=== Section Start ===

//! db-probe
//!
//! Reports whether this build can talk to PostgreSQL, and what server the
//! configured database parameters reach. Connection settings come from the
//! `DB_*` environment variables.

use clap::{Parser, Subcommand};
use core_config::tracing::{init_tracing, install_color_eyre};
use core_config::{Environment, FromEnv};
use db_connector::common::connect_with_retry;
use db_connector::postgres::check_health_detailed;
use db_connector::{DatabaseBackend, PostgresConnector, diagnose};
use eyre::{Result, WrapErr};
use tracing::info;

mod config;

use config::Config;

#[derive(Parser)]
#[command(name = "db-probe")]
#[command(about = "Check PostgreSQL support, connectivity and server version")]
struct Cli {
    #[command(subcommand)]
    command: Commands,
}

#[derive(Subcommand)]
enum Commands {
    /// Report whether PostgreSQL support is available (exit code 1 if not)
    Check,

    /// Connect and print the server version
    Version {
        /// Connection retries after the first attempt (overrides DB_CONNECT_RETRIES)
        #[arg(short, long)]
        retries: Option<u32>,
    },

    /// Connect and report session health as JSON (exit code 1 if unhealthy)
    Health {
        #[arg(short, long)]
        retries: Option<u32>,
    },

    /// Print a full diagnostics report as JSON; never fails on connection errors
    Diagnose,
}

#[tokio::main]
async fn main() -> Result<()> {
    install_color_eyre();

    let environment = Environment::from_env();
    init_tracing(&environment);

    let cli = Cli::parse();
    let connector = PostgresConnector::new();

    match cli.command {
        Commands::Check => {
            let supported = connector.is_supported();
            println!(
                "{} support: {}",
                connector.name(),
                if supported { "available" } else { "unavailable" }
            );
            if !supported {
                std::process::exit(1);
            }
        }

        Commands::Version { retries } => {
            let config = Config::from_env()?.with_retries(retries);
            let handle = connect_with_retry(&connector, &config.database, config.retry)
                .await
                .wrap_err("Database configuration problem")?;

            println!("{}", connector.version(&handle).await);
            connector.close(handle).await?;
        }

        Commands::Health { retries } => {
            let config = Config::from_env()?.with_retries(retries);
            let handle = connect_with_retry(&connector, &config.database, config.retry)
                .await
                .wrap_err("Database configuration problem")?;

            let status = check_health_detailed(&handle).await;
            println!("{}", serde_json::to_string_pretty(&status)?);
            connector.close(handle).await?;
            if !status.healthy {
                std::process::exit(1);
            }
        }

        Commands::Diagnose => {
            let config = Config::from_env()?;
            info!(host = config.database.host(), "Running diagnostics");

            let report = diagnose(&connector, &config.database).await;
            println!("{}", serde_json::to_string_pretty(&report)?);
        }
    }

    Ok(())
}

=== Section End ===
=== Section Start ===

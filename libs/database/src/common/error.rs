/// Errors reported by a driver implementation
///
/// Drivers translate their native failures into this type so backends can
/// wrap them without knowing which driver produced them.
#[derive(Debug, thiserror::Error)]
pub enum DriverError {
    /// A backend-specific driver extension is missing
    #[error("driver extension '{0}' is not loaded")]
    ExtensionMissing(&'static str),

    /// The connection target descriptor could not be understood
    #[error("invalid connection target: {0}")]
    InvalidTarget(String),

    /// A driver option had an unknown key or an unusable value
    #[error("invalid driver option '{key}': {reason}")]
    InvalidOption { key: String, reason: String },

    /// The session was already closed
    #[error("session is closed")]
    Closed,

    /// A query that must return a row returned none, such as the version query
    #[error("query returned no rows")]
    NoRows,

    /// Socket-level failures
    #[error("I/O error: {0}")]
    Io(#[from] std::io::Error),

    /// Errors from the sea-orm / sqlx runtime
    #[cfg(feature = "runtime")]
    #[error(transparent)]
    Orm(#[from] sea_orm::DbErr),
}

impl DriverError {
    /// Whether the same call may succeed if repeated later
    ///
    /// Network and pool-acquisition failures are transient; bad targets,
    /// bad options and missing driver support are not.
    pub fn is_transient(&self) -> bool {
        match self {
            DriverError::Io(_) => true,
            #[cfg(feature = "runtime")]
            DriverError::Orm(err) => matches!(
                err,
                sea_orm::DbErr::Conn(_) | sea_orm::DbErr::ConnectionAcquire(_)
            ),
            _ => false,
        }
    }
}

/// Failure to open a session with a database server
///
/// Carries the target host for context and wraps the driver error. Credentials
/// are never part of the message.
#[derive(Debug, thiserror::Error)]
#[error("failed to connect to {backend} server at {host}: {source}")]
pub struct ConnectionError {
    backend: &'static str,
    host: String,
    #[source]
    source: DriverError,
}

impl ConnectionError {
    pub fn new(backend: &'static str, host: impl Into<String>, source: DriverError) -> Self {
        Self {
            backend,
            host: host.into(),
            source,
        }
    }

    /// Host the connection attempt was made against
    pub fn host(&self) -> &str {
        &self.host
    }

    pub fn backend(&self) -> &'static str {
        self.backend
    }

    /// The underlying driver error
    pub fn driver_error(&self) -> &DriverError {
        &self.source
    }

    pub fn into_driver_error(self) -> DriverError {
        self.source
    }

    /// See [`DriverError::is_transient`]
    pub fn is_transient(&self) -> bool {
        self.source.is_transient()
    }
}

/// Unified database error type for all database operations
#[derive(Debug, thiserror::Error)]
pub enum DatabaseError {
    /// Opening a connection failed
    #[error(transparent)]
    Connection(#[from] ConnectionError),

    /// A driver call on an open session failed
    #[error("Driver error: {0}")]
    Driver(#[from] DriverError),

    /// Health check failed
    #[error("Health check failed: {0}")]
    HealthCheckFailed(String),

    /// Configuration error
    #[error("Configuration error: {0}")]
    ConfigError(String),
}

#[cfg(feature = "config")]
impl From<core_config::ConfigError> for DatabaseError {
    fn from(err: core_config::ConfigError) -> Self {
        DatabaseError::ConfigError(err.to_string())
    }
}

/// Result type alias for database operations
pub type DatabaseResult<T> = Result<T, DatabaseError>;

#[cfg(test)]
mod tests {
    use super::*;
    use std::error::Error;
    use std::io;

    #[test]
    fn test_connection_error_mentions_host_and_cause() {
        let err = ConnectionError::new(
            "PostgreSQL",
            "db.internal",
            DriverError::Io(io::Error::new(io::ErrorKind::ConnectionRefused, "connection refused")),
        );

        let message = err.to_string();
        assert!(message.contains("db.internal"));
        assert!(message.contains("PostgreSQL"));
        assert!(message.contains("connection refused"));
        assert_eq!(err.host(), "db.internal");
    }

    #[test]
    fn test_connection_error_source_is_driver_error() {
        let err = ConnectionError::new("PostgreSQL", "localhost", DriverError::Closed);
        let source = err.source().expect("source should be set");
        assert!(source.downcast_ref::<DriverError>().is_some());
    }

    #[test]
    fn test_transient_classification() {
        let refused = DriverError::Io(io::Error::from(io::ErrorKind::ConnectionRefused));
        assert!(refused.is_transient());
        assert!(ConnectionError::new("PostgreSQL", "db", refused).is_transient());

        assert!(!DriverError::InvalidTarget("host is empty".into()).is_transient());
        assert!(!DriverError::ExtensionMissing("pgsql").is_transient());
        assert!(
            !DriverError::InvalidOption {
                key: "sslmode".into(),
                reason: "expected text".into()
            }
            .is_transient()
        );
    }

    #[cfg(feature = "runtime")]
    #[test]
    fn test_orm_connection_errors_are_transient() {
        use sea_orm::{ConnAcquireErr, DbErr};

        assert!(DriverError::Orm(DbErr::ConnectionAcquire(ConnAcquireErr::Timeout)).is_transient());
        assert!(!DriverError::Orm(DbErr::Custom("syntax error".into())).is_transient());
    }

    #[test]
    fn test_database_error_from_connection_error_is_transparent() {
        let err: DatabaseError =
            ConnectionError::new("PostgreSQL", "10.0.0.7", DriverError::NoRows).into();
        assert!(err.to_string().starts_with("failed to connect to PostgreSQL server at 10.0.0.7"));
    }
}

=== Section End ===

§ **WORK TO BE COMPLETED**: Match on "supported": copy every line in the records that has it.

§ **WRITTEN ANSWER**:
            let supported = connector.is_supported();
                if supported { "available" } else { "unavailable" }
            if !supported {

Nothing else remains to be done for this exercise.